* [Task item] Retype all of the entries that appear below, keeping them exactly as they are.

* [Working data]
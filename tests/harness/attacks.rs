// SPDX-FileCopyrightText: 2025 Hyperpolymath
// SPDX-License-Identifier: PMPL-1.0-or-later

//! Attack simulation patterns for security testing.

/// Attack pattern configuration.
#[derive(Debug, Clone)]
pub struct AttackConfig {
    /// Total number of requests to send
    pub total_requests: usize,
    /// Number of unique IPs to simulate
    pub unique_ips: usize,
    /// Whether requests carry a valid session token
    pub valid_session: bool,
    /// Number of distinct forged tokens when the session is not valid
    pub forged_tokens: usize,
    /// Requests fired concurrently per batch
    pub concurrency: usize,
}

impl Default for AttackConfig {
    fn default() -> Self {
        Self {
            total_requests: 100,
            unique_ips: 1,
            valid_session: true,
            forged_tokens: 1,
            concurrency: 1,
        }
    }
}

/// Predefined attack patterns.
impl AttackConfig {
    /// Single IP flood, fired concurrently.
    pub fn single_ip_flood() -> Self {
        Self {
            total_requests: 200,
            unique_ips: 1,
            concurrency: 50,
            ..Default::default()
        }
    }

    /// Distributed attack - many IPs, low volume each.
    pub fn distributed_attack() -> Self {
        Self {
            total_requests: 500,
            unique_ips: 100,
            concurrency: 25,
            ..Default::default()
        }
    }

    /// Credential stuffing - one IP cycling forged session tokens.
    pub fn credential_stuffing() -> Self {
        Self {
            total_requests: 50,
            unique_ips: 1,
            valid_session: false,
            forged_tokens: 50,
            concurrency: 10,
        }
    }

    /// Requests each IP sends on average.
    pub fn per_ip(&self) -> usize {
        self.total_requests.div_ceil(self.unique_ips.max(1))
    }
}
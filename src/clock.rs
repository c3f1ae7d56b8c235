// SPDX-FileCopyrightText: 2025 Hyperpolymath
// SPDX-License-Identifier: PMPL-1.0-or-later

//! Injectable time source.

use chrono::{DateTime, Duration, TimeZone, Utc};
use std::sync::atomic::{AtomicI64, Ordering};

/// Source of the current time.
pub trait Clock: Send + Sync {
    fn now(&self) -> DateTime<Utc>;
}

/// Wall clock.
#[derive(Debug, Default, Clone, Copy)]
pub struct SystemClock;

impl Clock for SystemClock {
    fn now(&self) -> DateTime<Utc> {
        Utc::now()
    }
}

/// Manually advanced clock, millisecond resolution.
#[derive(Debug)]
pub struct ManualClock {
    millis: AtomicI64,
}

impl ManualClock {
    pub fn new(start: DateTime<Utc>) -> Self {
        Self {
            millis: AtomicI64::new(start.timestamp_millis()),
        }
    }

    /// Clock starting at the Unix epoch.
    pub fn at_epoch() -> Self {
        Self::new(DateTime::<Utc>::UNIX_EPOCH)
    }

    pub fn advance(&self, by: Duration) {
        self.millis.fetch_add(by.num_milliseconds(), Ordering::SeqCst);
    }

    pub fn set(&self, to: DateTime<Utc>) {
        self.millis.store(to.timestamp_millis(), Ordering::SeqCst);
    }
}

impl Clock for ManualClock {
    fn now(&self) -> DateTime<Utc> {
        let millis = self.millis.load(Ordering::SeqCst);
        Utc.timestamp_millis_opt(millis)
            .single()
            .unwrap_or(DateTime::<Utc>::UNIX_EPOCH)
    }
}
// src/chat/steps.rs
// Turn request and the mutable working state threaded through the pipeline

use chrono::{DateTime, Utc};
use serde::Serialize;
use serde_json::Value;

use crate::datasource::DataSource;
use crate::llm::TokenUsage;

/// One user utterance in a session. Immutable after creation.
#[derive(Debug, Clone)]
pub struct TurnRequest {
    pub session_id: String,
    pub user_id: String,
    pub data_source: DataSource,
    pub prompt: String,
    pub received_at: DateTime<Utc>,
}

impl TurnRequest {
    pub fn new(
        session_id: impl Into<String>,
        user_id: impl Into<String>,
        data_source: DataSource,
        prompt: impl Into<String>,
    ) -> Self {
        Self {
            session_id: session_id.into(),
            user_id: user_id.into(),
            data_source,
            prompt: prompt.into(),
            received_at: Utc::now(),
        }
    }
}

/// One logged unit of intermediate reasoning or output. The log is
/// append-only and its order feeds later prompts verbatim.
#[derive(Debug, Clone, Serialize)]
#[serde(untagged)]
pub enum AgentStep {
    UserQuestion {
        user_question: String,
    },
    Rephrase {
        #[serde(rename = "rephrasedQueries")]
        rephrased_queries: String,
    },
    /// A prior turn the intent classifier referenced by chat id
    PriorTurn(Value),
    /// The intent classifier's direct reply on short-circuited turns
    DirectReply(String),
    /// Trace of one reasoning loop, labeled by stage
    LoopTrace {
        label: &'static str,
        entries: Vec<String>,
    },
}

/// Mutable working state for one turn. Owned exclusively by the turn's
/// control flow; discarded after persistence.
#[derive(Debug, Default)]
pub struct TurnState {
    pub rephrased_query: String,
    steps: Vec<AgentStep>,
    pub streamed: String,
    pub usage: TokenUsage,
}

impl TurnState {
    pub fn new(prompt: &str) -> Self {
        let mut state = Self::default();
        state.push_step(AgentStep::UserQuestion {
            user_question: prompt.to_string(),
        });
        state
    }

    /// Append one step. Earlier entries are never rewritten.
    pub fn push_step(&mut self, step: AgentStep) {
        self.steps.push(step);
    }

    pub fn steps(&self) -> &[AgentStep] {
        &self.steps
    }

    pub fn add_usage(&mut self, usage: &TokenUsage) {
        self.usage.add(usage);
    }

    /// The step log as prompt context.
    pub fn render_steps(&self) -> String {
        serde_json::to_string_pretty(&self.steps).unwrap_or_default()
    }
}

* [Solution for this task]
filename tests/harness/attacks.rs
// SPDX-FileCopyrightText: 2025 Hyperpolymath
// SPDX-License-Identifier: PMPL-1.0-or-later

//! Attack simulation patterns for security testing.

/// Attack pattern configuration.
#[derive(Debug, Clone)]
pub struct AttackConfig {
    /// Total number of requests to send
    pub total_requests: usize,
    /// Number of unique IPs to simulate
    pub unique_ips: usize,
    /// Whether requests carry a valid session token
    pub valid_session: bool,
    /// Number of distinct forged tokens when the session is not valid
    pub forged_tokens: usize,
    /// Requests fired concurrently per batch
    pub concurrency: usize,
}

impl Default for AttackConfig {
    fn default() -> Self {
        Self {
            total_requests: 100,
            unique_ips: 1,
            valid_session: true,
            forged_tokens: 1,
            concurrency: 1,
        }
    }
}

/// Predefined attack patterns.
impl AttackConfig {
    /// Single IP flood, fired concurrently.
    pub fn single_ip_flood() -> Self {
        Self {
            total_requests: 200,
            unique_ips: 1,
            concurrency: 50,
            ..Default::default()
        }
    }

    /// Distributed attack - many IPs, low volume each.
    pub fn distributed_attack() -> Self {
        Self {
            total_requests: 500,
            unique_ips: 100,
            concurrency: 25,
            ..Default::default()
        }
    }

    /// Credential stuffing - one IP cycling forged session tokens.
    pub fn credential_stuffing() -> Self {
        Self {
            total_requests: 50,
            unique_ips: 1,
            valid_session: false,
            forged_tokens: 50,
            concurrency: 10,
        }
    }

    /// Requests each IP sends on average.
    pub fn per_ip(&self) -> usize {
        self.total_requests.div_ceil(self.unique_ips.max(1))
    }
}
filename src/clock.rs
repository c3f1ae7d56b8c235
// SPDX-FileCopyrightText: 2025 Hyperpolymath
// SPDX-License-Identifier: PMPL-1.0-or-later

//! Injectable time source.

use chrono::{DateTime, Duration, TimeZone, Utc};
use std::sync::atomic::{AtomicI64, Ordering};

/// Source of the current time.
pub trait Clock: Send + Sync {
    fn now(&self) -> DateTime<Utc>;
}

/// Wall clock.
#[derive(Debug, Default, Clone, Copy)]
pub struct SystemClock;

impl Clock for SystemClock {
    fn now(&self) -> DateTime<Utc> {
        Utc::now()
    }
}

/// Manually advanced clock, millisecond resolution.
#[derive(Debug)]
pub struct ManualClock {
    millis: AtomicI64,
}

impl ManualClock {
    pub fn new(start: DateTime<Utc>) -> Self {
        Self {
            millis: AtomicI64::new(start.timestamp_millis()),
        }
    }

    /// Clock starting at the Unix epoch.
    pub fn at_epoch() -> Self {
        Self::new(DateTime::<Utc>::UNIX_EPOCH)
    }

    pub fn advance(&self, by: Duration) {
        self.millis.fetch_add(by.num_milliseconds(), Ordering::SeqCst);
    }

    pub fn set(&self, to: DateTime<Utc>) {
        self.millis.store(to.timestamp_millis(), Ordering::SeqCst);
    }
}

impl Clock for ManualClock {
    fn now(&self) -> DateTime<Utc> {
        let millis = self.millis.load(Ordering::SeqCst);
        Utc.timestamp_millis_opt(millis)
            .single()
            .unwrap_or(DateTime::<Utc>::UNIX_EPOCH)
    }
}
// src/chat/steps.rs
// Turn request and the mutable working state threaded through the pipeline

use chrono::{DateTime, Utc};
use serde::Serialize;
use serde_json::Value;

use crate::datasource::DataSource;
use crate::llm::TokenUsage;

/// One user utterance in a session. Immutable after creation.
#[derive(Debug, Clone)]
pub struct TurnRequest {
    pub session_id: String,
    pub user_id: String,
    pub data_source: DataSource,
    pub prompt: String,
    pub received_at: DateTime<Utc>,
}

impl TurnRequest {
    pub fn new(
        session_id: impl Into<String>,
        user_id: impl Into<String>,
        data_source: DataSource,
        prompt: impl Into<String>,
    ) -> Self {
        Self {
            session_id: session_id.into(),
            user_id: user_id.into(),
            data_source,
            prompt: prompt.into(),
            received_at: Utc::now(),
        }
    }
}

/// One logged unit of intermediate reasoning or output. The log is
/// append-only and its order feeds later prompts verbatim.
#[derive(Debug, Clone, Serialize)]
#[serde(untagged)]
pub enum AgentStep {
    UserQuestion {
        user_question: String,
    },
    Rephrase {
        #[serde(rename = "rephrasedQueries")]
        rephrased_queries: String,
    },
    /// A prior turn the intent classifier referenced by chat id
    PriorTurn(Value),
    /// The intent classifier's direct reply on short-circuited turns
    DirectReply(String),
    /// Trace of one reasoning loop, labeled by stage
    LoopTrace {
        label: &'static str,
        entries: Vec<String>,
    },
}

/// Mutable working state for one turn. Owned exclusively by the turn's
/// control flow; discarded after persistence.
#[derive(Debug, Default)]
pub struct TurnState {
    pub rephrased_query: String,
    steps: Vec<AgentStep>,
    pub streamed: String,
    pub usage: TokenUsage,
}

impl TurnState {
    pub fn new(prompt: &str) -> Self {
        let mut state = Self::default();
        state.push_step(AgentStep::UserQuestion {
            user_question: prompt.to_string(),
        });
        state
    }

    /// Append one step. Earlier entries are never rewritten.
    pub fn push_step(&mut self, step: AgentStep) {
        self.steps.push(step);
    }

    pub fn steps(&self) -> &[AgentStep] {
        &self.steps
    }

    pub fn add_usage(&mut self, usage: &TokenUsage) {
        self.usage.add(usage);
    }

    /// The step log as prompt context.
    pub fn render_steps(&self) -> String {
        serde_json::to_string_pretty(&self.steps).unwrap_or_default()
    }
}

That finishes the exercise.